Demille’s argument is simple: the best way to train leaders is to get them to read the classics in dialogue with a wise mentor. This skirts the debate between classical vs. private vs. public education. Demille offers a tool, not an ideology. Like many texts that lean towards the classical model, the volume is weak on math and science, but it still works quite well on the arts and humanities.

He begins with a distinction some might find artificial but upon further inspection is quite profound: you cannot “fix” education. An education is what the student gets out of the process largely based upon the student’s effort. What you can fix is teaching and externals. “Teachers teach and students educate” (Demille 12). The best education is when the student gets excited about learning and goes from there (with guidance).

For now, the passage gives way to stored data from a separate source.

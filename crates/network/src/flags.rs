use std::fmt;

use serde::{Deserialize, Serialize};

/// The design options enabled for one trade case.
///
/// Only [`electric_heaters`](Self::electric_heaters) and
/// [`louvers`](Self::louvers) change how the derivative is evaluated. The
/// rest select component and topology values when a spacecraft is built.
#[derive(Debug, Clone, Copy, Default, PartialEq, Eq, Hash, Serialize, Deserialize)]
#[serde(default, deny_unknown_fields)]
pub struct CaseFlags {
    pub electric_heaters: bool,
    pub rhus: bool,
    pub radiators: bool,
    pub paint: bool,
    pub insulation: bool,
    pub active_cooling: bool,
    pub electronics_active: bool,
    pub louvers: bool,
}

impl CaseFlags {
    /// Every flag off.
    pub const NONE: Self = Self {
        electric_heaters: false,
        rhus: false,
        radiators: false,
        paint: false,
        insulation: false,
        active_cooling: false,
        electronics_active: false,
        louvers: false,
    };

    /// Returns each flag name with its value, in declaration order.
    pub fn entries(&self) -> [(&'static str, bool); 8] {
        [
            ("electric_heaters", self.electric_heaters),
            ("rhus", self.rhus),
            ("radiators", self.radiators),
            ("paint", self.paint),
            ("insulation", self.insulation),
            ("active_cooling", self.active_cooling),
            ("electronics_active", self.electronics_active),
            ("louvers", self.louvers),
        ]
    }
}

/// Formats as `{'electric_heaters': True, 'rhus': False, ...}`, the header
/// line of a scenario summary.
impl fmt::Display for CaseFlags {
    fn fmt(&self, f: &mut fmt::Formatter<'_>) -> fmt::Result {
        f.write_str("{")?;
        for (i, (name, value)) in self.entries().into_iter().enumerate() {
            if i > 0 {
                f.write_str(", ")?;
            }
            let value = if value { "True" } else { "False" };
            write!(f, "'{name}': {value}")?;
        }
        f.write_str("}")
    }
}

He notes the three types of education: conveyor belt, professional, and leadership. It is fashionable to mock the conveyor belt approach (presentation of facts, etc). There is nothing wrong with that approach. It accomplishes precisely what it was designed to: educate poor people so they can get a job. The professional approach is fairly obvious: medicine, business, etc.

Demille’s focus is the leadership approach to education. It’s purpose is to train leaders who perpetuate freedom by knowing how to think. (A textbook teaches you want to think; a classic teaches you how to think.)

I won’t spend too much time on Demille’s method except to note a few good points. One is to “structure time, not content” (45). Is it better to make the student read 50 pages of Thomas Aquinas or spend two hours analyzing what Thomas means by essence and being? Go deeper, not wider.

There is the tough question of “What is a classic?” I’ll keep the list open-ended, but we can say a book that was formative upon the Western mind.

Can I get a Job?

Since we are now at the point where a university education does not guarantee a (good?) job, education is freed to be more formative and soul-forming. Modern America replaced leadership with job prep. While modern education gurus urge teachers to ask higher-order thinking questions, and while textbooks are happily being replaced with “modules,” the system is fundamentally the same.

Employers hire people, not degrees. (That said, don’t do anything stupid like go to Patriot Bible College. I’m also quite skeptical of a certain “Reformed” college in the Pacific Northwest). As Peter Drucker said, “The basic economic resource…is no longer capital…It is and will be knowledge” (115).